Start of Excerpted data

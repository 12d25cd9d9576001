//! The create → allocate → bind protocol shared by buffers and images
//!
//! A resource is built in three steps and each one only runs if the previous
//! one succeeded. A failed step leaves the resource where it was, unbound and
//! safe to drop.

use ash::prelude::VkResult;
use ash::vk;

use super::memory::MemoryAllocation;
use crate::vulkan::initialization::DeviceAccess;
use crate::vulkan::{VulkanError, VulkanResult};

/// How far a resource got through construction
#[derive(Debug, Clone, Copy, PartialEq, Eq, PartialOrd, Ord)]
pub enum BindPhase {
    /// The buffer/image handle exists, no memory yet
    HandleCreated,
    /// Memory is allocated but not bound
    MemoryAllocated,
    /// Memory is bound; the resource is usable
    Bound,
}

impl BindPhase {
    /// Fail unless the resource is exactly at `expected`
    pub fn require(self, expected: Self, operation: &str) -> VulkanResult<()> {
        if self == expected {
            Ok(())
        } else {
            Err(VulkanError::invalid(format!(
                "{operation} requires phase {expected:?}, resource is at {self:?}"
            )))
        }
    }
}

/// Memory half of a resource plus its construction phase
#[derive(Debug)]
pub struct MemoryBinding {
    memory: Option<MemoryAllocation>,
    phase: BindPhase,
}

impl Default for MemoryBinding {
    fn default() -> Self {
        Self {
            memory: None,
            phase: BindPhase::HandleCreated,
        }
    }
}

impl MemoryBinding {
    /// Allocate memory for `requirements`, trying each property set in order
    pub fn allocate(
        &mut self,
        access: &DeviceAccess,
        requirements: vk::MemoryRequirements,
        candidates: &[vk::MemoryPropertyFlags],
    ) -> VulkanResult<()> {
        self.phase.require(BindPhase::HandleCreated, "allocate_memory")?;

        let mut last_error = VulkanError::NoSuitableMemoryType;
        for &desired in candidates {
            match MemoryAllocation::allocate(access, requirements, desired) {
                Ok(memory) => {
                    self.memory = Some(memory);
                    self.phase = BindPhase::MemoryAllocated;
                    return Ok(());
                }
                Err(e) => {
                    log::debug!("Allocation with {desired:?} failed: {e}");
                    last_error = e;
                }
            }
        }
        Err(last_error)
    }

    /// Bind through `bind`, which receives the memory handle
    pub fn bind(&mut self, bind: impl FnOnce(vk::DeviceMemory) -> VkResult<()>) -> VulkanResult<()> {
        self.phase.require(BindPhase::MemoryAllocated, "bind_memory")?;
        let memory = self
            .memory
            .as_mut()
            .ok_or_else(|| VulkanError::invalid("bind_memory without an allocation"))?;

        bind(memory.handle()).map_err(VulkanError::BindFailed)?;
        memory.mark_bound();
        self.phase = BindPhase::Bound;
        Ok(())
    }

    /// Current construction phase
    pub fn phase(&self) -> BindPhase {
        self.phase
    }

    /// Whether create, allocate and bind all succeeded
    pub fn is_bound(&self) -> bool {
        self.phase == BindPhase::Bound
    }

    /// The allocation, once one exists
    pub fn memory(&self) -> Option<&MemoryAllocation> {
        self.memory.as_ref()
    }

    /// The allocation of a bound resource
    pub fn bound_memory(&self) -> VulkanResult<&MemoryAllocation> {
        self.phase.require(BindPhase::Bound, "memory access")?;
        self.memory
            .as_ref()
            .ok_or_else(|| VulkanError::invalid("bound resource without an allocation"))
    }
}

#[cfg(test)]
mod tests {
    use super::*;

    #[test]
    fn test_phase_requirements() {
        assert!(BindPhase::HandleCreated.require(BindPhase::HandleCreated, "allocate").is_ok());
        assert!(BindPhase::HandleCreated.require(BindPhase::MemoryAllocated, "bind").is_err());
        assert!(BindPhase::Bound.require(BindPhase::MemoryAllocated, "bind").is_err());
        assert!(BindPhase::HandleCreated < BindPhase::Bound);
    }

    #[test]
    fn test_fresh_binding_is_inert() {
        let mut binding = MemoryBinding::default();
        assert!(!binding.is_bound());
        assert!(binding.memory().is_none());
        assert!(binding.bound_memory().is_err());

        // Binding before allocating is rejected and leaves the phase alone
        let mut called = false;
        let result = binding.bind(|_| {
            called = true;
            Ok(())
        });
        assert!(matches!(result, Err(VulkanError::InvalidOperation { .. })));
        assert!(!called);
        assert_eq!(binding.phase(), BindPhase::HandleCreated);
    }
}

End of Excerpted data

- Task prompt
Word for word, give the entire listing again.

- Result of the task
repository 12d25cd9d9576001
//! The create → allocate → bind protocol shared by buffers and images
//!
//! A resource is built in three steps and each one only runs if the previous
//! one succeeded. A failed step leaves the resource where it was, unbound and
//! safe to drop.

use ash::prelude::VkResult;
use ash::vk;

use super::memory::MemoryAllocation;
use crate::vulkan::initialization::DeviceAccess;
use crate::vulkan::{VulkanError, VulkanResult};

/// How far a resource got through construction
#[derive(Debug, Clone, Copy, PartialEq, Eq, PartialOrd, Ord)]
pub enum BindPhase {
    /// The buffer/image handle exists, no memory yet
    HandleCreated,
    /// Memory is allocated but not bound
    MemoryAllocated,
    /// Memory is bound; the resource is usable
    Bound,
}

impl BindPhase {
    /// Fail unless the resource is exactly at `expected`
    pub fn require(self, expected: Self, operation: &str) -> VulkanResult<()> {
        if self == expected {
            Ok(())
        } else {
            Err(VulkanError::invalid(format!(
                "{operation} requires phase {expected:?}, resource is at {self:?}"
            )))
        }
    }
}

/// Memory half of a resource plus its construction phase
#[derive(Debug)]
pub struct MemoryBinding {
    memory: Option<MemoryAllocation>,
    phase: BindPhase,
}

impl Default for MemoryBinding {
    fn default() -> Self {
        Self {
            memory: None,
            phase: BindPhase::HandleCreated,
        }
    }
}

impl MemoryBinding {
    /// Allocate memory for `requirements`, trying each property set in order
    pub fn allocate(
        &mut self,
        access: &DeviceAccess,
        requirements: vk::MemoryRequirements,
        candidates: &[vk::MemoryPropertyFlags],
    ) -> VulkanResult<()> {
        self.phase.require(BindPhase::HandleCreated, "allocate_memory")?;

        let mut last_error = VulkanError::NoSuitableMemoryType;
        for &desired in candidates {
            match MemoryAllocation::allocate(access, requirements, desired) {
                Ok(memory) => {
                    self.memory = Some(memory);
                    self.phase = BindPhase::MemoryAllocated;
                    return Ok(());
                }
                Err(e) => {
                    log::debug!("Allocation with {desired:?} failed: {e}");
                    last_error = e;
                }
            }
        }
        Err(last_error)
    }

    /// Bind through `bind`, which receives the memory handle
    pub fn bind(&mut self, bind: impl FnOnce(vk::DeviceMemory) -> VkResult<()>) -> VulkanResult<()> {
        self.phase.require(BindPhase::MemoryAllocated, "bind_memory")?;
        let memory = self
            .memory
            .as_mut()
            .ok_or_else(|| VulkanError::invalid("bind_memory without an allocation"))?;

        bind(memory.handle()).map_err(VulkanError::BindFailed)?;
        memory.mark_bound();
        self.phase = BindPhase::Bound;
        Ok(())
    }

    /// Current construction phase
    pub fn phase(&self) -> BindPhase {
        self.phase
    }

    /// Whether create, allocate and bind all succeeded
    pub fn is_bound(&self) -> bool {
        self.phase == BindPhase::Bound
    }

    /// The allocation, once one exists
    pub fn memory(&self) -> Option<&MemoryAllocation> {
        self.memory.as_ref()
    }

    /// The allocation of a bound resource
    pub fn bound_memory(&self) -> VulkanResult<&MemoryAllocation> {
        self.phase.require(BindPhase::Bound, "memory access")?;
        self.memory
            .as_ref()
            .ok_or_else(|| VulkanError::invalid("bound resource without an allocation"))
    }
}

#[cfg(test)]
mod tests {
    use super::*;

    #[test]
    fn test_phase_requirements() {
        assert!(BindPhase::HandleCreated.require(BindPhase::HandleCreated, "allocate").is_ok());
        assert!(BindPhase::HandleCreated.require(BindPhase::MemoryAllocated, "bind").is_err());
        assert!(BindPhase::Bound.require(BindPhase::MemoryAllocated, "bind").is_err());
        assert!(BindPhase::HandleCreated < BindPhase::Bound);
    }

    #[test]
    fn test_fresh_binding_is_inert() {
        let mut binding = MemoryBinding::default();
        assert!(!binding.is_bound());
        assert!(binding.memory().is_none());
        assert!(binding.bound_memory().is_err());

        // Binding before allocating is rejected and leaves the phase alone
        let mut called = false;
        let result = binding.bind(|_| {
            called = true;
            Ok(())
        });
        assert!(matches!(result, Err(VulkanError::InvalidOperation { .. })));
        assert!(!called);
        assert_eq!(binding.phase(), BindPhase::HandleCreated);
    }
}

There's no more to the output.